[Data entries]
· · · ·

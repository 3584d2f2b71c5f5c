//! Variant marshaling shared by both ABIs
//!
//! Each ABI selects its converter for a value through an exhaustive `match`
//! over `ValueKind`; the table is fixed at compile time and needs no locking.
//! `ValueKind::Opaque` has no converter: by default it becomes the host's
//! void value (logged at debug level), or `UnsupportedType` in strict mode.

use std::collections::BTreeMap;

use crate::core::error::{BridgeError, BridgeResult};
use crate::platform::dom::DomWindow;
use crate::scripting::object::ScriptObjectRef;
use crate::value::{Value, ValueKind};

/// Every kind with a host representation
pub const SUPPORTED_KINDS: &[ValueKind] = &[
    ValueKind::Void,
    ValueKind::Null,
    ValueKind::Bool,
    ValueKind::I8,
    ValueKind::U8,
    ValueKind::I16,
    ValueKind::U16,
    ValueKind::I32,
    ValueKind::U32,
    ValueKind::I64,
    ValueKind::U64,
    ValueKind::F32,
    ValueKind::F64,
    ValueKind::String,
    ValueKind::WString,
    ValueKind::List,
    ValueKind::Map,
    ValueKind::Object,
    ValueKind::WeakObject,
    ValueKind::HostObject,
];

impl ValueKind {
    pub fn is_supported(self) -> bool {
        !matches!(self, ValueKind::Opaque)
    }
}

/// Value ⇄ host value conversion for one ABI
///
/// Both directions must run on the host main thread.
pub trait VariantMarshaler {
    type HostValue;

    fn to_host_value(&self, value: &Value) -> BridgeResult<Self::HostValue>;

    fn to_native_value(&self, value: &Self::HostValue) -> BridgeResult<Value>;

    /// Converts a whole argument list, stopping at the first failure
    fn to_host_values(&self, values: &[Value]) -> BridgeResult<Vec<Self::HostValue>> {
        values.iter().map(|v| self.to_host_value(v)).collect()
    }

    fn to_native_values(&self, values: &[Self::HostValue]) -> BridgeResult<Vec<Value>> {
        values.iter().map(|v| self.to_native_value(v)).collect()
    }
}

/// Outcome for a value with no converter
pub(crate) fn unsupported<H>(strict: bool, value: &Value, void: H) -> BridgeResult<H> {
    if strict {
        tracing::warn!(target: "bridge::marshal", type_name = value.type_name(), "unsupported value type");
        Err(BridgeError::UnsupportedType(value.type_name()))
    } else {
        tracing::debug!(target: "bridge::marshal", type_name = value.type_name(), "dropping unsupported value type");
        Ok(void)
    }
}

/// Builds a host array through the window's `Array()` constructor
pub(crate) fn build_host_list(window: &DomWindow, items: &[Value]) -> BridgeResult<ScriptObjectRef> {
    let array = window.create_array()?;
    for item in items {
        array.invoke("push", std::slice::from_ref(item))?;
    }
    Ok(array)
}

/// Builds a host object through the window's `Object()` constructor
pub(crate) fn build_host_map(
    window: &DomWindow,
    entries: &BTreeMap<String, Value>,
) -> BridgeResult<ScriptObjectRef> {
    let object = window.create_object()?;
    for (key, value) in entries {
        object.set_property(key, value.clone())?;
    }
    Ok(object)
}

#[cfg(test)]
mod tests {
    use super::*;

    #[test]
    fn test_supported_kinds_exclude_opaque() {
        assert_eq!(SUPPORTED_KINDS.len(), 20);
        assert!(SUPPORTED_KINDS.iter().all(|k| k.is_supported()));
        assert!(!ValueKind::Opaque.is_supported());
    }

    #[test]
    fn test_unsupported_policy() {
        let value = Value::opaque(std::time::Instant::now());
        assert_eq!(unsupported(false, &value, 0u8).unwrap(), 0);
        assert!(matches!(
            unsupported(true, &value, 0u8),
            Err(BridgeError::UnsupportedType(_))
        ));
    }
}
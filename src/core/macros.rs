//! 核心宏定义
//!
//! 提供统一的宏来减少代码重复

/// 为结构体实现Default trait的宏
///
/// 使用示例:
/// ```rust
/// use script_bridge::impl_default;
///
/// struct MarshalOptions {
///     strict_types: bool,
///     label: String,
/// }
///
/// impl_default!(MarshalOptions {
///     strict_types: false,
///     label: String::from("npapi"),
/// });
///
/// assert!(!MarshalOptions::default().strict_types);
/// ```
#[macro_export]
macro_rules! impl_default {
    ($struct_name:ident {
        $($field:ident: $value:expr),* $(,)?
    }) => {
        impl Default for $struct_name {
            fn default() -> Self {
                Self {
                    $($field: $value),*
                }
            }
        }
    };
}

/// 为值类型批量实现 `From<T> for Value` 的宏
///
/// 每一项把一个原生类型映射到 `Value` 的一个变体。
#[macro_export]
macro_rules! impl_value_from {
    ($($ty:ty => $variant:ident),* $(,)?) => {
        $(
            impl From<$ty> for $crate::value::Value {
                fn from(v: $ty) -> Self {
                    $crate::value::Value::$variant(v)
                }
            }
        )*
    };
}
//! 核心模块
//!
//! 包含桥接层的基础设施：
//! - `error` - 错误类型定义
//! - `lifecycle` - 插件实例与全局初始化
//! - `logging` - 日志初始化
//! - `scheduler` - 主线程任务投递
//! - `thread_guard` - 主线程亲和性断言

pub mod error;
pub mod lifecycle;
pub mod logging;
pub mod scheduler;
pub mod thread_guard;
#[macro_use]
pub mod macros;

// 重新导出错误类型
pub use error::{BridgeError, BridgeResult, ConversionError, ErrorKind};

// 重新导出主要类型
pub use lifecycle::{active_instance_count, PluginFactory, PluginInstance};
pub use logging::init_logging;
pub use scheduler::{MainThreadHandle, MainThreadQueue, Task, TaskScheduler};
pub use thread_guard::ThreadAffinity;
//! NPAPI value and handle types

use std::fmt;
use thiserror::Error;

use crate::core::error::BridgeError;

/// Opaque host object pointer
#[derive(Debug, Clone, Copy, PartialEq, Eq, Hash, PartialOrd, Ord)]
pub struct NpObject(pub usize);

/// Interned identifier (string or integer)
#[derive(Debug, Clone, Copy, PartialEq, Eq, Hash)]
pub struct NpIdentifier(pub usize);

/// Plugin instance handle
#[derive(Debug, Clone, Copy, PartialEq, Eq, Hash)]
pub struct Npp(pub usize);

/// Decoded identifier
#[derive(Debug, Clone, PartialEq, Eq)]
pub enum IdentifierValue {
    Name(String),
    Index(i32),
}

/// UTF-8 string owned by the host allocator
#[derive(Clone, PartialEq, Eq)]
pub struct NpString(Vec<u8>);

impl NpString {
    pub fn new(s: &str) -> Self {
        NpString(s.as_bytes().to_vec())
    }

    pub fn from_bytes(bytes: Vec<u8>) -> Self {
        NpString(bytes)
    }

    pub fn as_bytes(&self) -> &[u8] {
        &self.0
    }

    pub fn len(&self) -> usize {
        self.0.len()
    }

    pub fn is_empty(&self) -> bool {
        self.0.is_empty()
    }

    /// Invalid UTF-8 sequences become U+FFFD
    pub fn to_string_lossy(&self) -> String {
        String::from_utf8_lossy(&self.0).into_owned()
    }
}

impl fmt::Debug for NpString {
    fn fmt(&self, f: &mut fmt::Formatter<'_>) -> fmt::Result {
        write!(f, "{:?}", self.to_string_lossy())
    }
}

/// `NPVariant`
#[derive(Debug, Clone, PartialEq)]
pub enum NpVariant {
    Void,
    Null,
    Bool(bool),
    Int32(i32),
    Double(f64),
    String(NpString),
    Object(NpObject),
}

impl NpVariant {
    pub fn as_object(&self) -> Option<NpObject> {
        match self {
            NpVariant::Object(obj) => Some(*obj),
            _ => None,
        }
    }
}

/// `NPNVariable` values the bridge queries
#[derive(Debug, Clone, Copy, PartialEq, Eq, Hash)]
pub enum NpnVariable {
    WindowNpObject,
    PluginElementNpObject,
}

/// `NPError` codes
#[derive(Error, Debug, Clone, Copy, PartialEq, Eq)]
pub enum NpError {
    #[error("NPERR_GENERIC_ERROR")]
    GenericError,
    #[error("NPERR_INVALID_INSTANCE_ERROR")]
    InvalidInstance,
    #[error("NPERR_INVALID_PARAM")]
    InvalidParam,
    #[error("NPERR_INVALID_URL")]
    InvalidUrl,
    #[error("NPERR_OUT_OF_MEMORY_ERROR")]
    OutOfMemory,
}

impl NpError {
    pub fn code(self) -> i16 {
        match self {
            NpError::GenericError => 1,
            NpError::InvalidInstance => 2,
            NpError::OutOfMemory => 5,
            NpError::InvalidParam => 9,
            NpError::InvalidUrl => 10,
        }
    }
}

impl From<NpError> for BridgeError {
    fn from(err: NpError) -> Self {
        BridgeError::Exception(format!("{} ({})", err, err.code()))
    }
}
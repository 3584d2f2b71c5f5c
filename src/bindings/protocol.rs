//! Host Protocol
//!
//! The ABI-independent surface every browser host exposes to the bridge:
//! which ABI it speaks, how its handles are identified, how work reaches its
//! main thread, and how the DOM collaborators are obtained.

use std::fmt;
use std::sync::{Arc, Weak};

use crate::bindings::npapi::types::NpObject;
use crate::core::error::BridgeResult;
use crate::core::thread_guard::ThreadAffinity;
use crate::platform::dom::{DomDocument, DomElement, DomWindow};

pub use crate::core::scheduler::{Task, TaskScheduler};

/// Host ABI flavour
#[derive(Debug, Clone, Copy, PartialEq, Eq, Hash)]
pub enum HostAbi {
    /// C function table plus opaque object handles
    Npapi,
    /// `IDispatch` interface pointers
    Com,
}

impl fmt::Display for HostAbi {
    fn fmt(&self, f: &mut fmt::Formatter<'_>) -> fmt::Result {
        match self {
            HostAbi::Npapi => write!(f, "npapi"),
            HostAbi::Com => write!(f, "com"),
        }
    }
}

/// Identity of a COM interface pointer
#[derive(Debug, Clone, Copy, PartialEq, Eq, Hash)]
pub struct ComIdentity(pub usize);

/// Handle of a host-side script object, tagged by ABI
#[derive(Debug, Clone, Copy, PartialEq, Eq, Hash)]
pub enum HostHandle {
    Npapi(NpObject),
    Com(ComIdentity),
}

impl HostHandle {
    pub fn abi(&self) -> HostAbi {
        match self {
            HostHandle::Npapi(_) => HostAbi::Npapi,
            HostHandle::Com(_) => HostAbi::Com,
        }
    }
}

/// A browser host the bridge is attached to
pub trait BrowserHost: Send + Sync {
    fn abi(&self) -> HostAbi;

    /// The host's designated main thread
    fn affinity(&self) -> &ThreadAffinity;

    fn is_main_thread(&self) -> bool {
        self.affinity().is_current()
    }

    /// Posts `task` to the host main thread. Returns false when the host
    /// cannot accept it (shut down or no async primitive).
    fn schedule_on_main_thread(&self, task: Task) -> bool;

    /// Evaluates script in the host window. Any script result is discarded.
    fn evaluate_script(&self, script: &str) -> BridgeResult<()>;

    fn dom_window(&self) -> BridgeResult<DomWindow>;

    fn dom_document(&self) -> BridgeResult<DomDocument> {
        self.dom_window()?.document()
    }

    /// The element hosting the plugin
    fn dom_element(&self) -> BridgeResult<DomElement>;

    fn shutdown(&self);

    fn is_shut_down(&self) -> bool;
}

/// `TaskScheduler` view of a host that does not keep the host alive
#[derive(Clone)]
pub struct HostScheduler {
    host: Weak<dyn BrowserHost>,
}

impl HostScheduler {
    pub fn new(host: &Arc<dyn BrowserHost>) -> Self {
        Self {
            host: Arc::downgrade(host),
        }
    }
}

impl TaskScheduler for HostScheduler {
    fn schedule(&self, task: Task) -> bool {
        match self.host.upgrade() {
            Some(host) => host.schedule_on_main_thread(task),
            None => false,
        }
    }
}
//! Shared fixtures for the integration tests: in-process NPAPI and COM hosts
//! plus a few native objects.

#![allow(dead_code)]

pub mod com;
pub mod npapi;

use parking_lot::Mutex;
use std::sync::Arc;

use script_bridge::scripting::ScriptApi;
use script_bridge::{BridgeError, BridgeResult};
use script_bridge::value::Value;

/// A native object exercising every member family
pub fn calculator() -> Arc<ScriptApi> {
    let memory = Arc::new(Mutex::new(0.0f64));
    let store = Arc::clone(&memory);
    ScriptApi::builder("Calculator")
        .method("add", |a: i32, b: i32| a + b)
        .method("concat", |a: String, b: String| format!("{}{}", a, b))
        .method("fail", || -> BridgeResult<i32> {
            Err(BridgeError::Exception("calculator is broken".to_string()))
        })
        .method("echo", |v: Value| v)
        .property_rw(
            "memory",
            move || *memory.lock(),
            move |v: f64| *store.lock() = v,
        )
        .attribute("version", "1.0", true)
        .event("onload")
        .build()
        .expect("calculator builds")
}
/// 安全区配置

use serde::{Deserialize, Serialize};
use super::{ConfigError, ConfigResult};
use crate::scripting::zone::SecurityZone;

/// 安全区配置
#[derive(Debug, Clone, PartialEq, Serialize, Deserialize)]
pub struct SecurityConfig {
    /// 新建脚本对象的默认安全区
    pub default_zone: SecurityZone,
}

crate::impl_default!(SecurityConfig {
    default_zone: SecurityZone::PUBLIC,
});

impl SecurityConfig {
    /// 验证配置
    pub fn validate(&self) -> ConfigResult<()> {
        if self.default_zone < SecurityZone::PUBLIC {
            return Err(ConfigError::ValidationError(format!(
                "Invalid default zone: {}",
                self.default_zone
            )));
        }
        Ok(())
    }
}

· · · ·

▸ **What is being asked**: The reply must hold exactly the lines from the one containing "let memory = Arc::new(Mutex::new(0.0f64));" to the last line of the entries, and nothing more.

▸ **Task result**:
    let memory = Arc::new(Mutex::new(0.0f64));
    let store = Arc::clone(&memory);
    ScriptApi::builder("Calculator")
        .method("add", |a: i32, b: i32| a + b)
        .method("concat", |a: String, b: String| format!("{}{}", a, b))
        .method("fail", || -> BridgeResult<i32> {
            Err(BridgeError::Exception("calculator is broken".to_string()))
        })
        .method("echo", |v: Value| v)
        .property_rw(
            "memory",
            move || *memory.lock(),
            move |v: f64| *store.lock() = v,
        )
        .attribute("version", "1.0", true)
        .event("onload")
        .build()
        .expect("calculator builds")
}
/// 安全区配置

use serde::{Deserialize, Serialize};
use super::{ConfigError, ConfigResult};
use crate::scripting::zone::SecurityZone;

/// 安全区配置
#[derive(Debug, Clone, PartialEq, Serialize, Deserialize)]
pub struct SecurityConfig {
    /// 新建脚本对象的默认安全区
    pub default_zone: SecurityZone,
}

crate::impl_default!(SecurityConfig {
    default_zone: SecurityZone::PUBLIC,
});

impl SecurityConfig {
    /// 验证配置
    pub fn validate(&self) -> ConfigResult<()> {
        if self.default_zone < SecurityZone::PUBLIC {
            return Err(ConfigError::ValidationError(format!(
                "Invalid default zone: {}",
                self.default_zone
            )));
        }
        Ok(())
    }
}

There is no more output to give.